Basile Walter, Sachenkova Oxana, Light Sara, Elofsson Arne
Science for Life Laboratory, Stockholm University, Solna, Sweden.
Department of Biochemistry and Biophysics, Stockholm University, Stockholm, Sweden.
PLoS Comput Biol. 2017 Mar 29;13(3):e1005375. doi: 10.1371/journal.pcbi.1005375. eCollection 2017 Mar.

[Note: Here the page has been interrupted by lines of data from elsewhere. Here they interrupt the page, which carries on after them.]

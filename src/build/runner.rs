//! The autonomous build loop.
//!
//! One task in flight at a time. The loop persists the whole [`BuildState`]
//! after every mutation, so a crashed run resumes from its last checkpoint.

use anyhow::Result;
use async_trait::async_trait;
use chrono::Utc;
use serde::{Deserialize, Serialize};
use std::future::Future;
use std::time::{Duration, Instant};

use super::state::{BuildState, BuildStatus, Checkpoint, CheckpointStatus, truncate_chars};
use crate::errors::BuildError;
use crate::store::BuildStore;

#[derive(Debug, Clone, PartialEq, Eq)]
pub struct BuildLoopConfig {
    /// Executions allowed per task before it is marked exhausted.
    pub max_attempts: u32,
    /// Budget for one loop invocation, measured from its start.
    pub timeout: Duration,
    pub output_limit: usize,
    pub error_limit: usize,
}

impl Default for BuildLoopConfig {
    fn default() -> Self {
        Self {
            max_attempts: 3,
            timeout: Duration::from_secs(30 * 60),
            output_limit: 2000,
            error_limit: 500,
        }
    }
}

#[derive(Debug, Clone, Default, PartialEq, Eq)]
pub struct BuildRequest {
    pub task_ids: Vec<String>,
    /// Continue a non-terminal session from the store instead of starting over.
    pub resume: bool,
}

impl BuildRequest {
    pub fn new<S: AsRef<str>>(task_ids: &[S]) -> Self {
        Self {
            task_ids: task_ids.iter().map(|t| t.as_ref().to_string()).collect(),
            resume: false,
        }
    }

    pub fn resume(mut self, resume: bool) -> Self {
        self.resume = resume;
        self
    }
}

#[derive(Debug, Clone, PartialEq, Eq, Serialize, Deserialize)]
pub struct TaskOutcome {
    pub success: bool,
    pub output: String,
}

impl TaskOutcome {
    pub fn success(output: impl Into<String>) -> Self {
        Self {
            success: true,
            output: output.into(),
        }
    }

    pub fn failure(output: impl Into<String>) -> Self {
        Self {
            success: false,
            output: output.into(),
        }
    }
}

/// Runs one task. An `Err` is treated the same as a failed outcome.
#[async_trait]
pub trait TaskExecutor: Send + Sync {
    async fn execute(&self, task_id: &str) -> Result<TaskOutcome>;
}

#[async_trait]
impl<F, Fut> TaskExecutor for F
where
    F: Fn(String) -> Fut + Send + Sync,
    Fut: Future<Output = Result<TaskOutcome>> + Send + 'static,
{
    async fn execute(&self, task_id: &str) -> Result<TaskOutcome> {
        (self)(task_id.to_string()).await
    }
}

#[derive(Debug, Clone, PartialEq, Eq, Serialize, Deserialize)]
#[serde(tag = "type", rename_all = "snake_case")]
pub enum BuildEvent {
    TaskStarted { task_id: String, attempt: u32 },
    TaskCompleted { task_id: String, attempt: u32 },
    TaskFailed {
        task_id: String,
        attempt: u32,
        error: String,
    },
    TaskExhausted { task_id: String, attempts: u32 },
}

#[derive(Debug, Clone, PartialEq, Eq, Serialize)]
pub struct BuildSummary {
    pub status: BuildStatus,
    pub completed: usize,
    pub failed: usize,
    pub total_attempts: u32,
    pub duration: Duration,
}

fn persist<S: BuildStore + ?Sized>(store: &S, state: &BuildState) -> Result<(), BuildError> {
    store.save_build(state).map_err(BuildError::Persist)
}

pub async fn run_build_loop<S, E, F>(
    store: &S,
    request: &BuildRequest,
    config: &BuildLoopConfig,
    executor: &E,
    mut on_progress: F,
) -> Result<BuildSummary, BuildError>
where
    S: BuildStore + ?Sized,
    E: TaskExecutor + ?Sized,
    F: FnMut(&BuildEvent),
{
    let clock = Instant::now();

    let existing = if request.resume {
        store.load_build().map_err(BuildError::Persist)?
    } else {
        None
    };
    let mut state = match existing {
        Some(state) if !state.status.is_terminal() => {
            tracing::info!(session = %state.session_id, "resuming build");
            state
        }
        _ => {
            if request.task_ids.is_empty() {
                return Err(BuildError::NoTasks);
            }
            BuildState::new(&request.task_ids)
        }
    };

    state.status = BuildStatus::Running;
    state.completed_at = None;
    state.touch();
    persist(store, &state)?;

    loop {
        if clock.elapsed() >= config.timeout {
            tracing::warn!(
                session = %state.session_id,
                timeout_secs = config.timeout.as_secs(),
                "build timed out"
            );
            state.finish(BuildStatus::Failed);
            persist(store, &state)?;
            break;
        }

        let Some(idx) = state.next_open() else {
            let status = if state.count(CheckpointStatus::Failed) == 0 {
                BuildStatus::Completed
            } else {
                BuildStatus::Failed
            };
            state.finish(status);
            persist(store, &state)?;
            break;
        };

        let checkpoint = &mut state.checkpoints[idx];
        let task_id = checkpoint.task_id.clone();

        if checkpoint.attempts >= config.max_attempts {
            checkpoint.status = CheckpointStatus::Failed;
            let attempts = checkpoint.attempts;
            tracing::warn!(task = %task_id, attempts, "task exhausted");
            state.touch();
            persist(store, &state)?;
            on_progress(&BuildEvent::TaskExhausted { task_id, attempts });
            continue;
        }

        checkpoint.status = CheckpointStatus::InProgress;
        checkpoint.attempts += 1;
        checkpoint.last_attempt = Some(Utc::now());
        let attempt = checkpoint.attempts;
        state.total_attempts += 1;
        state.touch();
        persist(store, &state)?;
        on_progress(&BuildEvent::TaskStarted {
            task_id: task_id.clone(),
            attempt,
        });

        let result = executor.execute(&task_id).await;
        let checkpoint: &mut Checkpoint = &mut state.checkpoints[idx];
        let event = match result {
            Ok(outcome) if outcome.success => {
                checkpoint.status = CheckpointStatus::Completed;
                checkpoint.output = Some(truncate_chars(&outcome.output, config.output_limit));
                checkpoint.error = None;
                tracing::info!(task = %task_id, attempt, "task completed");
                BuildEvent::TaskCompleted { task_id, attempt }
            }
            Ok(outcome) => {
                let error = truncate_chars(&outcome.output, config.error_limit);
                checkpoint.error = Some(error.clone());
                tracing::warn!(task = %task_id, attempt, "task failed");
                BuildEvent::TaskFailed {
                    task_id,
                    attempt,
                    error,
                }
            }
            Err(e) => {
                let error = truncate_chars(&format!("{e:#}"), config.error_limit);
                checkpoint.error = Some(error.clone());
                tracing::warn!(task = %task_id, attempt, error = %error, "task errored");
                BuildEvent::TaskFailed {
                    task_id,
                    attempt,
                    error,
                }
            }
        };
        state.touch();
        persist(store, &state)?;
        on_progress(&event);
    }

    let summary = BuildSummary {
        status: state.status,
        completed: state.count(CheckpointStatus::Completed),
        failed: state.count(CheckpointStatus::Failed),
        total_attempts: state.total_attempts,
        duration: clock.elapsed(),
    };
    tracing::info!(
        session = %state.session_id,
        status = %summary.status,
        completed = summary.completed,
        failed = summary.failed,
        "build finished"
    );
    Ok(summary)
}

/// Mark a non-terminal session abandoned. Returns whether anything changed.
pub fn abandon_build<S: BuildStore + ?Sized>(store: &S) -> Result<bool> {
    match store.load_build()? {
        Some(mut state) if !state.status.is_terminal() => {
            state.finish(BuildStatus::Abandoned);
            store.save_build(&state)?;
            tracing::info!(session = %state.session_id, "build abandoned");
            Ok(true)
        }
        _ => Ok(false),
    }
}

De novo creation of protein coding genes involves the formation of short ORFs from noncoding regions; some of these ORFs might then become fixed in the population. These orphan proteins need to, at the bare minimum, not cause serious harm to the organism, meaning that they should for instance not aggregate. Therefore, although the creation of short ORFs could be truly random, the fixation should be subjected to some selective pressure. The selective forces acting on orphan proteins have been elusive, and contradictory results have been reported. In Drosophila young proteins are more disordered than ancient ones, while the opposite trend is present in yeast. To the best of our knowledge no valid explanation for this difference has been proposed. To solve this riddle we studied structural properties and age of proteins in 187 eukaryotic organisms. We find that, with the exception of length, there are only small differences in the properties between proteins of different ages. However, when we take the GC content into account we noted that it could explain the opposite trends observed for orphans in yeast (low GC) and Drosophila (high GC). GC content is correlated with codons coding for disorder promoting amino acids. This leads us to propose that intrinsic disorder is not a strong determining factor for fixation of orphan proteins. Instead these proteins largely resemble random proteins given a particular GC level. During evolution the properties of a protein change faster than the GC level causing the relationship between disorder and GC to gradually weaken.
从头创建蛋白质编码基因涉及从非编码区域形成短开放阅读框;其中一些开放阅读框可能随后在种群中固定下来。这些孤儿蛋白至少不能对生物体造成严重损害,这意味着它们例如不应聚集。因此,尽管短开放阅读框的产生可能是真正随机的,但固定过程应受到某种选择压力。作用于孤儿蛋白的选择力一直难以捉摸,并且已经报道了相互矛盾的结果。在果蝇中,年轻蛋白质比古老蛋白质更无序,而在酵母中则呈现相反的趋势。据我们所知,尚未对这种差异提出有效的解释。为了解决这个谜团,我们研究了187种真核生物中蛋白质的结构特性和年龄。我们发现,除了长度之外,不同年龄蛋白质的特性只有很小的差异。然而,当我们考虑GC含量时,我们注意到它可以解释在酵母(低GC)和果蝇(高GC)中观察到的孤儿蛋白的相反趋势。GC含量与编码促进无序氨基酸的密码子相关。这使我们提出,内在无序不是孤儿蛋白固定的强决定因素。相反,在特定的GC水平下,这些蛋白质在很大程度上类似于随机蛋白质。在进化过程中,蛋白质的特性变化比GC水平快,导致无序与GC之间的关系逐渐减弱。